** Opening DATASET RECORDS block **

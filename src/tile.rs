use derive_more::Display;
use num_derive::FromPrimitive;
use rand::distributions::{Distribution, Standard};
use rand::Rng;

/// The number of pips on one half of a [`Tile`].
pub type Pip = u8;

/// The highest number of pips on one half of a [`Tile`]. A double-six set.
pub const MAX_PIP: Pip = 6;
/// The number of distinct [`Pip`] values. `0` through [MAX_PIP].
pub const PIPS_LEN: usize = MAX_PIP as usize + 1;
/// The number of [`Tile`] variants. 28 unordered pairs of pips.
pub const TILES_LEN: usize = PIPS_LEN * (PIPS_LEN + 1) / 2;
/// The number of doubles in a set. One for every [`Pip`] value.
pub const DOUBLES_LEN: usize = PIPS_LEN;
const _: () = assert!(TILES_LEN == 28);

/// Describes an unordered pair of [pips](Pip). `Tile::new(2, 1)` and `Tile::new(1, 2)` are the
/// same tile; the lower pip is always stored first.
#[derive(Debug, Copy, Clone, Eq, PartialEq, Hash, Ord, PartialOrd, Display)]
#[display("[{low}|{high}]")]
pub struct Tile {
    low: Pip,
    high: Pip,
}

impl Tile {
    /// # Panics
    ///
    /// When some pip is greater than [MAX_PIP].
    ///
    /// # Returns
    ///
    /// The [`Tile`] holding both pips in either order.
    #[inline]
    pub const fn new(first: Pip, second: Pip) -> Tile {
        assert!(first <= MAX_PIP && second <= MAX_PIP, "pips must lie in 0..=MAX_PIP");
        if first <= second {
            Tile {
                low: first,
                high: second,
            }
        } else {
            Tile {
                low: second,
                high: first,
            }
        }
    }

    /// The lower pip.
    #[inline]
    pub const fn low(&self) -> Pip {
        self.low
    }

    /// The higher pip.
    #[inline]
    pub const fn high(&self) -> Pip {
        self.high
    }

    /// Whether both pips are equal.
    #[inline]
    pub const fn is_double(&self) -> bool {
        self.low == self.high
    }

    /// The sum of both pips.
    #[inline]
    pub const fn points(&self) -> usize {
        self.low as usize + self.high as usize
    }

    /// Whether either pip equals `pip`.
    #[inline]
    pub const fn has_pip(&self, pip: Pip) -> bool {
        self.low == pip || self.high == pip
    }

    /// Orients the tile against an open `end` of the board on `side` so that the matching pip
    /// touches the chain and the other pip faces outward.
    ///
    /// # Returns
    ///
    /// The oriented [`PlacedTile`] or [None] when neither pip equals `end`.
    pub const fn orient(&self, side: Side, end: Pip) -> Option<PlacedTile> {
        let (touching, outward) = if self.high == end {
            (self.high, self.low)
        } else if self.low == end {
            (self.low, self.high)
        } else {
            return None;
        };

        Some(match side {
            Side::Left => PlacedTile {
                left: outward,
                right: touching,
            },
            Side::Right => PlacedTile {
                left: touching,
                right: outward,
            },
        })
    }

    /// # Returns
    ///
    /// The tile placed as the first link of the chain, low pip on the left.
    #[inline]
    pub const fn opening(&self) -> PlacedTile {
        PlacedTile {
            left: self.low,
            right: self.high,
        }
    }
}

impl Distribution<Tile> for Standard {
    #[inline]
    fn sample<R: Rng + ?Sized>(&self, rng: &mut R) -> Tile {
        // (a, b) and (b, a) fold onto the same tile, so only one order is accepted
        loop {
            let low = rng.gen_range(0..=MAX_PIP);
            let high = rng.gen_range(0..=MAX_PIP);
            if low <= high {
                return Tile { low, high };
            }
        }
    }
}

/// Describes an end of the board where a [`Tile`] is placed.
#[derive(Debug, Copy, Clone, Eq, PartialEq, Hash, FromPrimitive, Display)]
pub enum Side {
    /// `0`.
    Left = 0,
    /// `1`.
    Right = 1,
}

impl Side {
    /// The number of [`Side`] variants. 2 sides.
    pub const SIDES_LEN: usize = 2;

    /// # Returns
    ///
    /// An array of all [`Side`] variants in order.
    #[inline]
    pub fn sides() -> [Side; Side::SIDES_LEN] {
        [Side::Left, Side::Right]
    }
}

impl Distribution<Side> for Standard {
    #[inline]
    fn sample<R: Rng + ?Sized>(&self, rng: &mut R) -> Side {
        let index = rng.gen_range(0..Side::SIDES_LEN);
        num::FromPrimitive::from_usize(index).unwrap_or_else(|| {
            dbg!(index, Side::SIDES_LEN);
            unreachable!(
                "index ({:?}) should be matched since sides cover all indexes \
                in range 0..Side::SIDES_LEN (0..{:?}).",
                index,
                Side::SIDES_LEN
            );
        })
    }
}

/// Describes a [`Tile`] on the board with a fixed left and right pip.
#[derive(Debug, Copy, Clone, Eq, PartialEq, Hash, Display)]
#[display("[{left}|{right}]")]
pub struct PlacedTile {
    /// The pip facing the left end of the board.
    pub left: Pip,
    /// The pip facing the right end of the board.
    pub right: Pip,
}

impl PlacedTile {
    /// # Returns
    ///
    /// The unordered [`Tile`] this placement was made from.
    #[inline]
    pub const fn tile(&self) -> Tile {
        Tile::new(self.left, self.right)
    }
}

** Closing DATASET RECORDS block **

AIM OF THE EXERCISE:
Would you show every line in the data above that contains the string "Clone"?

ANSWER TO THIS PROBLEM:
#[derive(Debug, Copy, Clone, Eq, PartialEq, Hash, Ord, PartialOrd, Display)]
#[derive(Debug, Copy, Clone, Eq, PartialEq, Hash, FromPrimitive, Display)]
#[derive(Debug, Copy, Clone, Eq, PartialEq, Hash, Display)]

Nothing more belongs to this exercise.